False analogies
" some of the same lawyers who spent years battling tobacco companies
on behalf of sick smokers [ ] are arguing that the fast food industry
is a similar risk to public health."
CNN.com, August 19 2002
Several lawsuits have already been filed against fast-food restaurants, claiming
that they are responsible for the ill health of the obese who have fed for years
on their products. None have so far been successful, and many people regard them as
some kind of joke. But advocates point out that the first people to sue "big
tobacco" were ridiculed. Yet in 1998, the Master
Settlement Agreement saw the major US tobacco companies agree to pay $246bn
over 25 years to settle lawsuits filed by US states.
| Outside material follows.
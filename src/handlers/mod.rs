pub mod auth;
pub mod department;
pub mod employee;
The success of the tobacco suits has encouraged those who believe that the
junk-food claims are analogous. In both cases, it is claimed that public health
has been damaged by the actions of major corporations who concealed the health
risks of their products. This makes them liable to pay damages to those who
suffered as a result.
From a legal point of view, there are certainly precedents set by the tobacco
suits which those pursuing fast-food manufacturers will want to learn from.
But are the two cases truly analogous?
One legitimate way to draw an analogy in an argument is to identify a common
logical structure. In such a case, it is not the content of the analogy that
matters, but the structure of the inference. So, for example, it can be argued
that the arguments against the tobacco and fast-food industries have a common
structure, namely:
1. If a manufacturer covers up the harm its products can cause, it is responsible
for any such harm its products do cause.
2. X has covered up the harm its products can cause.
3. Therefore X is responsible for any such harm its products have caused.
If (1) is true, then X can be substituted for anything which makes (2) true
and the conclusion (3) will follow. In this way, the two arguments are analogous.
In fact, they both share a basic valid form known as affirming the antecedent:
If P then Q
P
Therefore Q
But the tobacco case is not cited purely because the arguments there have the
same logical structure. Rather, it is claimed that the relevant facts are the
same. In other words, the similarity extends to the content of the premises.
This is where the analogy might break down, at least with the specific argument
considered above. First, it is not clear that the Master Settlement Agreement
was premised on the principle that "If a manufacturer covers up the harm
its products can cause, it is responsible for any such harm its products do
cause". But even if it were, the second premise – X has covered up the
harm its products can cause – is almost certainly not equally true of the tobacco
and fast food industries.
It should have been obvious to tobacco companies a long time ago that their
products were intrinsically damaging to health. Warnings such as those now placed
in adverts by the alcohol industry – "use our product responsibly"
– would be incongruous on cigarette packets. But fast-food, like alcohol, can
be enjoyed in moderation without harm to health. And furthermore, the facts
about what constitutes a healthy diet are well enough known for it to be possible
to make the case that consumers should choose for themselves how much fast-food
they consume.
The complaints that can be made against the tobacco firms and the fast-food
restaurants are thus disanalogous. Cigarette manufacturers are accused of not
making public the at the time little known risks of using their products; fast-food
manufacturers are accused of not doing enough to highlight the well-known risks
of misusing of their products. In one case, it’s about covering up the inevitable
harm, in the other it’s failure to advertise the potential harm caused by misuse.
Hence the second premise of the argument is not the same in both cases and the
analogy breaks down.
When determining whether an analogy is a good one, sometimes the main point
being made is about the logic of the argument and it is just the structural
similarities which count. But in other cases, such as this one, the relevant
similarities must extend to contents of the premises if the argument is to be
analogous.
However, what is interesting is that the analogy would become much closer if
it could be shown that the fast-food manufacturers were concealing little-known
facts about the dangers of their products. There would still be a difference,
in that a healthy lifestyle can include moderate fast-food consumption, whereas
it cannot include moderate smoking. But if legally the key concern is preventing
information reaching the public domain, the analogy might nevertheless be close
enough for some lawsuits to succeed.